___ MATERIAL FOR THIS TASK ___
use std::io::{Read, Write};
use std::net::TcpStream;
use std::time::Duration;

use super::dialer::{Dialer, TcpDialer};
use super::http_connect::HttpConnectClient;
use super::socks4::Socks4Client;
use super::socks5::Socks5Client;
use crate::config::ProxySettings;
use crate::connect::proxy::{Destination, ProxyCredentials, ProxyEndpoint, ProxyKind};
use crate::error::Result;

/// Establishes a tunnel to a destination through one proxy.
///
/// Implementors hold only immutable configuration, so a client can serve
/// any number of sequential or concurrent `connect` calls. Each call owns
/// its stream until it is handed back; on failure the stream is dropped,
/// closing it, before the error is returned.
pub trait ProxyClient {
    fn kind(&self) -> ProxyKind;

    fn endpoint(&self) -> &ProxyEndpoint;

    /// Checks that must pass before a socket is opened.
    fn preflight(&self, _destination: &Destination) -> Result<()> {
        Ok(())
    }

    /// Run the protocol exchange on an already connected stream, leaving it
    /// positioned at the first byte of tunneled payload.
    fn handshake<S: Read + Write>(&self, stream: &mut S, destination: &Destination) -> Result<()>;

    /// Dial the proxy through `dialer` and run the handshake.
    fn connect_with<D: Dialer>(
        &self,
        dialer: &D,
        destination: &Destination,
        timeout: Duration,
    ) -> Result<D::Stream> {
        let endpoint = self.endpoint();
        self.preflight(destination)
            .map_err(|e| e.with_proxy(endpoint))?;

        tracing::debug!("dialing {} proxy {} for {}", self.kind(), endpoint, destination);
        let mut stream = dialer
            .dial(endpoint, timeout)
            .map_err(|e| e.with_proxy(endpoint))?;

        match self.handshake(&mut stream, destination) {
            Ok(()) => {
                tracing::debug!("tunnel to {} through {} established", destination, endpoint);
                Ok(stream)
            }
            Err(e) => {
                tracing::warn!(
                    "{} handshake with {} failed, closing connection: {}",
                    self.kind(),
                    endpoint,
                    e
                );
                drop(stream);
                Err(e.with_proxy(endpoint))
            }
        }
    }

    /// Connect to `host:port` through the proxy over TCP.
    fn connect(&self, host: &str, port: u16, timeout: Duration) -> Result<TcpStream> {
        self.connect_with(&TcpDialer::default(), &Destination::new(host, port), timeout)
    }
}

/// One of the supported tunnel clients.
#[derive(Clone, Debug)]
pub enum TunnelClient {
    Http(HttpConnectClient),
    Socks4(Socks4Client),
    Socks5(Socks5Client),
}

impl TunnelClient {
    /// Build the client for `kind`. `ProxyKind::None` yields no client;
    /// callers connect directly in that case.
    #[must_use]
    pub fn create(kind: ProxyKind, endpoint: ProxyEndpoint, credentials: ProxyCredentials) -> Option<Self> {
        match kind {
            ProxyKind::None => None,
            ProxyKind::Http => Some(TunnelClient::Http(HttpConnectClient::new(endpoint, credentials))),
            ProxyKind::Socks4 => Some(TunnelClient::Socks4(Socks4Client::new(endpoint, credentials.username))),
            ProxyKind::Socks5 => Some(TunnelClient::Socks5(Socks5Client::new(endpoint, credentials))),
        }
    }

    #[must_use]
    pub fn from_settings(settings: &ProxySettings) -> Option<Self> {
        Self::create(settings.kind, settings.endpoint(), settings.credentials())
    }
}

impl ProxyClient for TunnelClient {
    fn kind(&self) -> ProxyKind {
        match self {
            TunnelClient::Http(client) => client.kind(),
            TunnelClient::Socks4(client) => client.kind(),
            TunnelClient::Socks5(client) => client.kind(),
        }
    }

    fn endpoint(&self) -> &ProxyEndpoint {
        match self {
            TunnelClient::Http(client) => client.endpoint(),
            TunnelClient::Socks4(client) => client.endpoint(),
            TunnelClient::Socks5(client) => client.endpoint(),
        }
    }

    fn preflight(&self, destination: &Destination) -> Result<()> {
        match self {
            TunnelClient::Http(client) => client.preflight(destination),
            TunnelClient::Socks4(client) => client.preflight(destination),
            TunnelClient::Socks5(client) => client.preflight(destination),
        }
    }

    fn handshake<S: Read + Write>(&self, stream: &mut S, destination: &Destination) -> Result<()> {
        match self {
            TunnelClient::Http(client) => client.handshake(stream, destination),
            TunnelClient::Socks4(client) => client.handshake(stream, destination),
            TunnelClient::Socks5(client) => client.handshake(stream, destination),
        }
    }
}
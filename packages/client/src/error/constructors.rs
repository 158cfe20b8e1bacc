use super::BoxError;
use super::types::{Error, Kind, Rejection};

/// Creates an `Error` for invalid settings.
pub fn builder<E: Into<BoxError>>(e: E) -> Error {
    Error::new(Kind::Builder).with(e.into())
}

/// Creates an `Error` for a proxy that could not be reached.
pub fn connect<E: Into<BoxError>>(e: E) -> Error {
    Error::new(Kind::Connect).with(e.into())
}

/// Creates an `Error` for an exceeded deadline.
pub fn timeout<E: Into<BoxError>>(e: E) -> Error {
    Error::new(Kind::Timeout).with(e.into())
}

pub fn unexpected_eof() -> Error {
    Error::new(Kind::UnexpectedEof)
}

pub fn response_too_large(limit: usize) -> Error {
    Error::new(Kind::ResponseTooLarge { limit })
}

/// Creates an `Error` for a reply that broke the protocol structure.
pub fn protocol_violation<E: Into<BoxError>>(e: E) -> Error {
    Error::new(Kind::ProtocolViolation).with(e.into())
}

pub fn no_acceptable_auth_method() -> Error {
    Error::new(Kind::NoAcceptableAuthMethod)
}

pub fn authentication_failed(status: u8) -> Error {
    Error::new(Kind::AuthenticationFailed).with(format!("status 0x{status:02X}"))
}

/// Creates an `Error` for a proxy that declined the tunnel.
pub fn rejected(rejection: Rejection) -> Error {
    Error::new(Kind::ProxyRejected(rejection))
}

pub fn credentials_too_long<E: Into<BoxError>>(e: E) -> Error {
    Error::new(Kind::CredentialsTooLong).with(e.into())
}

pub fn hostname_too_long(len: usize) -> Error {
    Error::new(Kind::HostnameTooLong).with(format!("{len} bytes exceeds 255"))
}

/// Creates an `Error` for any other transport failure.
pub fn io<E: Into<BoxError>>(e: E) -> Error {
    Error::new(Kind::Io).with(e.into())
}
___
## INSTRUCTIONS FOR THE TASK
Copy out every line of the records that the string "through" appears in.

## EXERCISE RESULT
/// Establishes a tunnel to a destination through one proxy.
    /// Dial the proxy through `dialer` and run the handshake.
                tracing::debug!("tunnel to {} through {} established", destination, endpoint);
    /// Connect to `host:port` through the proxy over TCP.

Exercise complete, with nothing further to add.